'This is not sustainable'
The Omicron wave has receded in New York, but hospitals — particularly serving rural upstate areas —expect to stay in crisis mode for the foreseeable future because of persistent staffing shortages and the end of pandemic-related support they have been using as a crutch.
I traveled to Utica recently and filed this dispatch for The Wall Street Journal about the St. Luke’s hospital campus of Mohawk Valley Health System. Signs of the stress abound: Emergency-room wait times are up, staffed beds are down and patients are being transferred hours away for treatments such as gastrointestinal care that previously were offered on-site. The hospital’s nursing home is reliant upon the National Guard to keep its doors open.
To make up for lost staff, the hospital has turned to traveling nurses — which can cost far more per hour. That was possible in the last two years with $38 million in emergency Covid aid for the system, which serves this city of around 60,000 between the Adirondacks and the mill towns of the Erie Canal. That money’s all been spent.
“This is not sustainable,” MVHS chief executive Darlene Stromstad told me in an interview.
You don’t need me to tell you that the labor market is tight everywhere, including the health care sector. A national survey found vacancy rates for nurses around 10%, and a coalition of upstate New York hospitals recently reported a 25% nurse vacancy rate.
My colleague Kris Maher found a similar situation when he visited Allegheny General Hospital in Pittsburgh.
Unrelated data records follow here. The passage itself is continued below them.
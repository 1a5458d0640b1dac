//! Shared helpers for API integration tests.

#![allow(dead_code)]

use std::collections::HashMap;
use std::net::SocketAddr;
use std::path::Path;

use axum::body::Body;
use axum::extract::Query;
use axum::http::{Method, Request, StatusCode};
use axum::response::Response;
use axum::routing;
use axum::{Json, Router};
use http_body_util::BodyExt;
use licmon_api::config::ServerConfig;
use licmon_api::router::build_app_router;
use licmon_api::state::AppState;
use licmon_controller::ArubaClient;
use licmon_core::config::MonitorConfig;
use serde_json::{json, Value};
use tower::ServiceExt;

/// Build a test `ServerConfig` whose data directory and lock live in `dir`.
pub fn test_config(dir: &Path) -> ServerConfig {
    ServerConfig {
        host: "127.0.0.1".to_string(),
        port: 0,
        request_timeout_secs: 30,
        data_dir: dir.join("data"),
        lock_path: Some(dir.join("poller.lock")),
    }
}

/// Application state over a default (empty) monitor configuration.
pub fn test_state(dir: &Path) -> AppState {
    AppState::new(test_config(dir), MonitorConfig::default(), ArubaClient::default())
}

/// Build the full application router with all middleware layers.
pub fn build_test_app(state: AppState) -> Router {
    build_app_router(state)
}

pub async fn get(app: Router, uri: &str) -> Response {
    app.oneshot(Request::builder().uri(uri).body(Body::empty()).unwrap())
        .await
        .unwrap()
}

pub async fn post_json(app: Router, uri: &str, body: Value) -> Response {
    app.oneshot(
        Request::builder()
            .method(Method::POST)
            .uri(uri)
            .header("content-type", "application/json")
            .body(Body::from(body.to_string()))
            .unwrap(),
    )
    .await
    .unwrap()
}

pub async fn body_json(response: Response) -> Value {
    let bytes = response.into_body().collect().await.unwrap().to_bytes();
    serde_json::from_slice(&bytes).unwrap()
}

// ---------------------------------------------------------------------------
// Fake controller
// ---------------------------------------------------------------------------

const UID: &str = "api-test-uid";

async fn login() -> Json<Value> {
    Json(json!({"_global_result": {"status": "0", "UIDARUBA": UID}}))
}

async fn show(Query(params): Query<HashMap<String, String>>) -> Result<Json<Value>, StatusCode> {
    match params.get("command").map(String::as_str) {
        Some("show license-usage") => Ok(Json(json!({
            "License Clients License Usage for pool default": [
                {"Hostname": "ap-01", "AP": "12"},
                {"Hostname": "TOTAL", "AP": "12"}
            ]
        }))),
        Some("show license summary") => Ok(Json(json!({"_data": [
            {"License": {"Type": "AP", "Used": "12", "Total": "48", "Available": "36"}}
        ]}))),
        _ => Err(StatusCode::BAD_REQUEST),
    }
}

async fn logout() -> Json<Value> {
    Json(json!({"_global_result": {"status": "0"}}))
}

/// Spawn a fake controller and return its origin, e.g. `http://127.0.0.1:1234`.
pub async fn spawn_fake_controller() -> String {
    let app = Router::new()
        .route("/v1/api/login", routing::post(login))
        .route("/v1/configuration/showcommand", routing::get(show))
        .route("/v1/api/logout", routing::get(logout));

    let listener = tokio::net::TcpListener::bind("127.0.0.1:0").await.unwrap();
    let addr: SocketAddr = listener.local_addr().unwrap();
    tokio::spawn(async move {
        axum::serve(listener, app).await.unwrap();
    });
    format!("http://{addr}")
}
It currently has enough staff to cover 370 beds; it is licensed for 522.
“I think people are under the misconception that because Covid has peaked and it’s on the downturn that staffing issues will go away,” said Louise Dobbins, who monitors capacity for Allegheny’s parent organization. “I don’t think that’s going to happen.”
This week will mark two years since the broad shutdowns in response to the first U.S. wave of the coronavirus. Its toll can be measured in lost lives and lost moments, and also in the vast changes to how we work, shop, learn and interact with friends and family. Even as rules and restrictions go away, things are not snapping back to normal — in the health care sector and beyond.
“We’re forever changed, so I have a problem with entities giving the impression that, OK, in a couple months we'll be fine — you’ll go back to living your lives as usual,” Dr. Brenda Robinson, founder and CEO of the Black Nurses Coalition, an Albany-based organization fighting health care disparities, told Albany Times Union reporter Bethany Bump.
“Maybe our grandchildren may get to that, I don't know, but right now, I don't think that is the safest message to get. Because we are still in a pandemic, and we still have a lot of barriers and hurdles to get over,” Dr. Robinson said.
COMING UP: New York legislators start budget talks in earnest. People will wear green and summon their Irish heritage, real or stretched. I will eat half my body weight in soda bread.
A QUESTION: What is the largest hospital system in New York?
Know the answer? Drop me a line at jimmy.vielkind@gmail.com. Or just write with thoughts, feedback or to say hi.
THE LAST ANSWER: Lots of interesting responses from people about masks. I went to church today, and it was about 60-40 of people (like me) wearing masks. We’ll see how that shifts over time!